Это лакейское суждение о революции приговаривает Эренбурга при всей его одаренности к полному провалу в большом современном романе. Но именно такая невозможность обусловила успех Эренбурга в Европе и помогает ему в его дешевых успехах»
[2107].Уже в статьях 1922 года Эренбург писал о немецких маргиналах. Похоже, однако, что в художественной прозе его мысль была свободнее; недаром в «Хуренито» он предсказал не только национал-социализм, но и Холокост, а в новелле «Пивная „Берлинер Киндль“» (1925) создал едва ли не мистический образ убийцы. В публицистике же Эренбург старался быть ближе к сиюминутной жизни; как и большинству читателей, ему не нравятся любые политические крайности, он от них, как теперь это называют, равно дистанцирован: «Ни у тех, ни у других нет своего собственного знамени. В дни уличных стычек мелькают международные символы — знак свастики и пятиугольная звезда. И тех и других мало. Огромное большинство берлинцев не верит в эти спасительные расписания»
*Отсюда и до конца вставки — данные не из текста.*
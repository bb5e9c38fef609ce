//! HTTP request and response descriptions for the CI server API.
//!
//! # Design
//! A `RequestDescriptor` is plain data: method, endpoint path, query map,
//! payload and response dialect. `RequestDispatcher` turns it into a wire
//! request and hands back a `ResponseEnvelope`, which is also plain data and
//! owned by the caller. Nothing here touches the network.
//!
//! The remote server speaks two dialects on the same endpoints. The
//! structured dialect is selected by appending `api/json` to the path; the
//! raw-document dialect (configuration XML, console text) uses the bare path.

use std::collections::{BTreeMap, HashMap};
use std::path::PathBuf;

use percent_encoding::{utf8_percent_encode, AsciiSet, CONTROLS};

/// Suffix that switches an endpoint to the structured (JSON) dialect.
pub const STRUCTURED_SUFFIX: &str = "api/json";

/// HTTP method for a request.
#[derive(Debug, Clone, Copy, PartialEq, Eq)]
pub enum HttpMethod {
    Get,
    Post,
    Put,
    Delete,
}

impl HttpMethod {
    pub fn as_str(&self) -> &'static str {
        match self {
            HttpMethod::Get => "GET",
            HttpMethod::Post => "POST",
            HttpMethod::Put => "PUT",
            HttpMethod::Delete => "DELETE",
        }
    }
}

/// Which response format an endpoint is asked for.
#[derive(Debug, Clone, Copy, PartialEq, Eq)]
pub enum ContentDialect {
    Structured,
    RawDocument,
}

/// Request body.
#[derive(Debug, Clone, PartialEq, Eq)]
pub enum Payload {
    None,
    Raw {
        content_type: String,
        bytes: Vec<u8>,
    },
    /// Multipart upload: one `file` part per path, then `fields` as plain
    /// form fields.
    Files {
        files: Vec<PathBuf>,
        fields: BTreeMap<String, String>,
    },
}

/// A request against the remote API described as plain data.
///
/// Query values are sent as given. Free-form text must be passed through
/// [`escape`] by the caller before it is added.
#[derive(Debug, Clone)]
pub struct RequestDescriptor {
    pub method: HttpMethod,
    pub path: String,
    pub query: HashMap<String, String>,
    pub payload: Payload,
    pub dialect: ContentDialect,
}

impl RequestDescriptor {
    pub fn new(method: HttpMethod, path: impl Into<String>) -> Self {
        Self {
            method,
            path: path.into(),
            query: HashMap::new(),
            payload: Payload::None,
            dialect: ContentDialect::RawDocument,
        }
    }

    pub fn get(path: impl Into<String>) -> Self {
        Self::new(HttpMethod::Get, path)
    }

    pub fn post(path: impl Into<String>) -> Self {
        Self::new(HttpMethod::Post, path)
    }

    pub fn delete(path: impl Into<String>) -> Self {
        Self::new(HttpMethod::Delete, path)
    }

    /// Ask for the structured dialect.
    pub fn structured(mut self) -> Self {
        self.dialect = ContentDialect::Structured;
        self
    }

    /// Add a query parameter. A repeated key replaces the earlier value.
    pub fn query(mut self, key: impl Into<String>, value: impl Into<String>) -> Self {
        self.query.insert(key.into(), value.into());
        self
    }

    pub fn queries<K, V>(mut self, pairs: impl IntoIterator<Item = (K, V)>) -> Self
    where
        K: Into<String>,
        V: Into<String>,
    {
        for (key, value) in pairs {
            self.query.insert(key.into(), value.into());
        }
        self
    }

    pub fn xml(self, body: impl Into<String>) -> Self {
        self.raw("application/xml", body.into().into_bytes())
    }

    pub fn raw(mut self, content_type: impl Into<String>, bytes: Vec<u8>) -> Self {
        self.payload = Payload::Raw {
            content_type: content_type.into(),
            bytes,
        };
        self
    }

    pub fn files(mut self, files: Vec<PathBuf>, fields: BTreeMap<String, String>) -> Self {
        self.payload = Payload::Files { files, fields };
        self
    }

    /// Full URL for this request against `base`.
    pub fn url(&self, base: &str) -> String {
        let mut url = format!("{base}{}", self.path);
        if !url.ends_with('/') {
            url.push('/');
        }
        if self.dialect == ContentDialect::Structured {
            url.push_str(STRUCTURED_SUFFIX);
        }
        url.push_str(&encode_query(&self.query));
        url
    }
}

/// Serialize a query map as `?k=v&k=v` in iteration order. Empty maps give
/// an empty string.
pub fn encode_query(query: &HashMap<String, String>) -> String {
    let mut output = String::new();
    let mut delimiter = '?';
    for (key, value) in query {
        output.push(delimiter);
        output.push_str(key);
        output.push('=');
        output.push_str(value);
        delimiter = '&';
    }
    output
}

/// Form-urlencode a free-form value before it goes into a query string.
pub fn escape(value: &str) -> String {
    url::form_urlencoded::byte_serialize(value.as_bytes()).collect()
}

/// Bytes that cannot appear verbatim inside one path segment.
const PATH_SEGMENT: &AsciiSet = &CONTROLS
    .add(b' ')
    .add(b'"')
    .add(b'#')
    .add(b'%')
    .add(b'/')
    .add(b'<')
    .add(b'>')
    .add(b'?')
    .add(b'[')
    .add(b'\\')
    .add(b']')
    .add(b'^')
    .add(b'`')
    .add(b'{')
    .add(b'|')
    .add(b'}');

/// Percent-encode an item, view or agent name for use as one path segment.
pub fn path_segment(name: &str) -> String {
    utf8_percent_encode(name, PATH_SEGMENT).to_string()
}

/// Where a response came from.
#[derive(Debug, Clone, Copy, PartialEq, Eq)]
pub enum Origin {
    /// The remote server answered.
    Remote,
    /// Built locally after a transport failure.
    Synthesized,
}

/// An HTTP response described as plain data.
#[derive(Debug, Clone, PartialEq, Eq)]
pub struct ResponseEnvelope {
    pub status: u16,
    pub headers: Vec<(String, String)>,
    pub body: Vec<u8>,
    pub origin: Origin,
}

impl ResponseEnvelope {
    /// The legacy stand-in for a transport failure: 404, no headers, empty
    /// body.
    pub fn synthesized_not_found() -> Self {
        Self {
            status: 404,
            headers: Vec::new(),
            body: Vec::new(),
            origin: Origin::Synthesized,
        }
    }

    pub fn is_success(&self) -> bool {
        (200..300).contains(&self.status)
    }

    /// 2xx, or 400 which the server returns for some idempotent calls that
    /// had nothing to do.
    pub fn is_tolerated(&self) -> bool {
        self.is_success() || self.status == 400
    }

    pub fn is_remote(&self) -> bool {
        self.origin == Origin::Remote
    }

    /// Case-insensitive header lookup.
    pub fn header(&self, name: &str) -> Option<&str> {
        self.headers
            .iter()
            .find(|(key, _)| key.eq_ignore_ascii_case(name))
            .map(|(_, value)| value.as_str())
    }
}

#[cfg(test)]
mod tests {
    use super::*;

    const BASE: &str = "http://localhost:8080";

    #[test]
    fn structured_request_gets_trailing_slash_and_suffix() {
        let req = RequestDescriptor::get("/job/alpha").structured();
        assert_eq!(req.url(BASE), "http://localhost:8080/job/alpha/api/json");
    }

    #[test]
    fn raw_request_keeps_existing_trailing_slash() {
        let req = RequestDescriptor::delete("/job/alpha/");
        assert_eq!(req.url(BASE), "http://localhost:8080/job/alpha/");
    }

    #[test]
    fn root_path_maps_to_api_root() {
        let req = RequestDescriptor::get("/").structured();
        assert_eq!(req.url(BASE), "http://localhost:8080/api/json");
    }

    #[test]
    fn path_segments_encode_spaces_and_separators() {
        assert_eq!(path_segment("alpha"), "alpha");
        assert_eq!(path_segment("my job"), "my%20job");
        assert_eq!(path_segment("a/b?c#d"), "a%2Fb%3Fc%23d");
        assert_eq!(path_segment("(built-in)"), "(built-in)");
        assert_eq!(path_segment("caf\u{e9}"), "caf%C3%A9");
    }

    #[test]
    fn empty_query_adds_nothing() {
        assert_eq!(encode_query(&HashMap::new()), "");
    }

    #[test]
    fn query_lists_every_key_once() {
        let req = RequestDescriptor::post("/createItem")
            .query("name", "y")
            .query("mode", "copy")
            .query("from", "x");
        let url = req.url(BASE);
        let (_, query) = url.split_once('?').unwrap();
        let mut pairs: Vec<&str> = query.split('&').collect();
        pairs.sort_unstable();
        assert_eq!(pairs, vec!["from=x", "mode=copy", "name=y"]);
    }

    #[test]
    fn repeated_query_key_keeps_last_value() {
        let req = RequestDescriptor::get("/queue").query("depth", "1").query("depth", "2");
        assert_eq!(req.query.len(), 1);
        assert_eq!(req.url(BASE), "http://localhost:8080/queue/?depth=2");
    }

    #[test]
    fn query_values_are_not_escaped() {
        let req = RequestDescriptor::get("/x").query("label", "a b");
        assert!(req.url(BASE).ends_with("?label=a b"));
    }

    #[test]
    fn escape_form_encodes_free_text() {
        assert_eq!(escape("linux && docker"), "linux+%26%26+docker");
        assert_eq!(escape(r#"{"a":1}"#), "%7B%22a%22%3A1%7D");
    }

    #[test]
    fn xml_payload_sets_content_type() {
        let req = RequestDescriptor::post("/createItem").xml("<project/>");
        assert_eq!(
            req.payload,
            Payload::Raw {
                content_type: "application/xml".to_string(),
                bytes: b"<project/>".to_vec(),
            }
        );
    }

    #[test]
    fn synthesized_envelope_is_empty_not_found() {
        let envelope = ResponseEnvelope::synthesized_not_found();
        assert_eq!(envelope.status, 404);
        assert!(envelope.body.is_empty());
        assert!(!envelope.is_remote());
    }

    #[test]
    fn bad_request_is_tolerated_but_not_success() {
        let mut envelope = ResponseEnvelope::synthesized_not_found();
        envelope.status = 400;
        assert!(envelope.is_tolerated());
        assert!(!envelope.is_success());
        envelope.status = 500;
        assert!(!envelope.is_tolerated());
    }

    #[test]
    fn header_lookup_ignores_case() {
        let envelope = ResponseEnvelope {
            status: 200,
            headers: vec![("x-jenkins".to_string(), "2.440".to_string())],
            body: Vec::new(),
            origin: Origin::Remote,
        };
        assert_eq!(envelope.header("X-Jenkins"), Some("2.440"));
        assert_eq!(envelope.header("Location"), None);
    }
}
[2108]. Но чувство тревоги все-таки не покидало его:«Да, конечно, здесь жизнь еще не налаживается, юноши склонны к неврастении, писателей новых нет, а работе трестов мешают их же кузены — французские тресты. Но скучный абстрактный Берлин снялся с места, двинулся в ночь. Поэтому Фридрихштрассе темнее и страшнее Пикадилли или Бульвар-де-Капусин. Мне кажется, что тот, кто первый вышел, раньше всех дойдет».
Германия и в самом деле первой пришла к войне, но неизвестно, это ли имел в виду Эренбург. В очерках «Пять лет спустя» он писал о «голом физиологическом пафосе» нацистов, который порой превращает «сухую, мозговую, книжную страну, гордую железнодорожной сетью и густой порослью школ в чащи пращуров со звериными шкурами и убогой пращой». Ощущение тревоги уже в 1930 году стало подавляющим:
«Еще год назад Германия зачитывалась романами Ремарка или Ренна. Европа ответила на эту эпидемию высокими тиражами переводов и приятной сонливостью: воскресение на страницах книги или на экране, казалось, уже забытой войны Европа приняла за торжество мира. Но страсти сильней воспоминаний», —
и дальше уже однозначно:
«Растет ненависть. Чрезмерность немецкой природы, хаос чувств, древнее безумие ищут выхода. Бритые затылки отнюдь не слепы. Они знают, о чем говорит это молчание… Гитлеровцев поддерживают невидимые и неназываемые»
[2109].А в январе 1931-го рефреном очерка о Германии становятся слова: «Это конец». Картина страшная:
«Так называемая „интеллигенция“ мечется, как крыса, облитая керосином. Издали это похоже на фейерверк, издали — это трагедия, интересные романы, которые тотчас переводятся на все европейские языки, даже „непримиримость духа“. Вблизи это просто запах паленой шерсти и душу раздирающий писк. „Стальная каска“, „Красный фронт“, „раз-два“ у гитлеровцев, ячейки коммунистов…»
[2110].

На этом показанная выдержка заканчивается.